I was paid to read and make suggestions.
After a lawyer files suit he or she goes fishing, looking for the proverbial “smoking gun.” They force the other side to turn over boxes of records, thousands of pages, sometimes hundreds of thousands of pages — emails, invoices, letters, reports, expense accounts, test results, text messages, transcripts, memos, and on and on.
Day after day I would sit in my office at home and read, marking documents that were interesting with postie notes, documents I thought my employers could use to punish the other side. And then I made suggestions, people I thought they should depose, and questions they should ask. The lawyers I worked for did as they pleased, of course, acting on my suggestions or ignoring them.
That work was a lot like the work I did for 35 years as an investigative reporter, where I acquired and read beaucoup government records — a train load. No, two train loads.

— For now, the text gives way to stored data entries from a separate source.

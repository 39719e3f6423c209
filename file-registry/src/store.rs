//! Registry persistence: the [`RegistryStore`] trait and its implementations.
//!
//! [`JsonFileStore`] is the production store (flat JSON object on disk); [`InMemoryStore`]
//! keeps the last saved map in memory and counts saves.

use std::collections::BTreeMap;
use std::path::{Path, PathBuf};
use std::sync::atomic::{AtomicUsize, Ordering};

use async_trait::async_trait;
use tokio::sync::RwLock;
use tracing::{debug, info};

use crate::error::RegistryError;

/// Display name → file reference. Ordered so listing and stem tie-breaks are deterministic.
pub type FileMap = BTreeMap<String, String>;

/// Loads and saves the whole registry mapping. Single writer; no partial writes.
#[async_trait]
pub trait RegistryStore: Send + Sync {
    /// Returns the stored mapping. A store with nothing saved yet returns an empty map.
    async fn load(&self) -> Result<FileMap, RegistryError>;
    /// Replaces the stored mapping with `entries`.
    async fn save(&self, entries: &FileMap) -> Result<(), RegistryError>;
    /// Human-readable location for logs (e.g. the cache file path).
    fn location(&self) -> String;
}

/// Stores the mapping as a JSON object in a single file, overwritten on every save.
#[derive(Debug, Clone)]
pub struct JsonFileStore {
    path: PathBuf,
}

impl JsonFileStore {
    pub fn new(path: impl Into<PathBuf>) -> Self {
        Self { path: path.into() }
    }

    pub fn path(&self) -> &Path {
        &self.path
    }

    fn display_path(&self) -> String {
        self.path.display().to_string()
    }
}

#[async_trait]
impl RegistryStore for JsonFileStore {
    async fn load(&self) -> Result<FileMap, RegistryError> {
        let data = match tokio::fs::read(&self.path).await {
            Ok(data) => data,
            Err(e) if e.kind() == std::io::ErrorKind::NotFound => {
                debug!(path = %self.display_path(), "Cache file absent, starting empty");
                return Ok(FileMap::new());
            }
            Err(source) => {
                return Err(RegistryError::Io {
                    path: self.display_path(),
                    source,
                })
            }
        };

        let entries: FileMap =
            serde_json::from_slice(&data).map_err(|source| RegistryError::Parse {
                path: self.display_path(),
                source,
            })?;

        info!(path = %self.display_path(), count = entries.len(), "File cache loaded");
        Ok(entries)
    }

    async fn save(&self, entries: &FileMap) -> Result<(), RegistryError> {
        let data = serde_json::to_vec_pretty(entries)?;

        if let Some(parent) = self.path.parent().filter(|p| !p.as_os_str().is_empty()) {
            tokio::fs::create_dir_all(parent)
                .await
                .map_err(|source| RegistryError::Io {
                    path: parent.display().to_string(),
                    source,
                })?;
        }

        tokio::fs::write(&self.path, data)
            .await
            .map_err(|source| RegistryError::Io {
                path: self.display_path(),
                source,
            })?;

        debug!(path = %self.display_path(), count = entries.len(), "File cache saved");
        Ok(())
    }

    fn location(&self) -> String {
        self.display_path()
    }
}

/// Non-persistent store. Keeps the last saved map and counts `save` calls.
#[derive(Debug, Default)]
pub struct InMemoryStore {
    saved: RwLock<FileMap>,
    saves: AtomicUsize,
}

impl InMemoryStore {
    pub fn new() -> Self {
        Self::default()
    }

    /// Store that returns `entries` from the first `load`.
    pub fn with_entries(entries: FileMap) -> Self {
        Self {
            saved: RwLock::new(entries),
            saves: AtomicUsize::new(0),
        }
    }

    /// Number of `save` calls so far.
    pub fn save_count(&self) -> usize {
        self.saves.load(Ordering::SeqCst)
    }

    /// The map passed to the most recent `save` (or the seed map).
    pub async fn saved(&self) -> FileMap {
        self.saved.read().await.clone()
    }
}

#[async_trait]
impl RegistryStore for InMemoryStore {
    async fn load(&self) -> Result<FileMap, RegistryError> {
        Ok(self.saved.read().await.clone())
    }

    async fn save(&self, entries: &FileMap) -> Result<(), RegistryError> {
        *self.saved.write().await = entries.clone();
        self.saves.fetch_add(1, Ordering::SeqCst);
        Ok(())
    }

    fn location(&self) -> String {
        "memory".to_string()
    }
}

A lot like but not the same in two important ways:
When I was a newspaperman I asked the questions. When I worked for lawyers I was not allowed to personally question anyone, to depose witnesses, because I am not an attorney.
More importantly, when I was a newspaperman and I found wrongdoing, I wrote about it in my newspaper and, sometimes, something got done about it.
When I worked for lawyers I discovered things that would set your hair on fire, so to speak. But my lips were sealed — I was required to sign non-disclosure agreements as a condition of employment.
It’s been hard, keeping my mouth shut. Really hard.
I decided, finally, that this was payback. Not being able to put those stories in the paper was my punishment for whatever bad things I had done and hadn’t already been punished.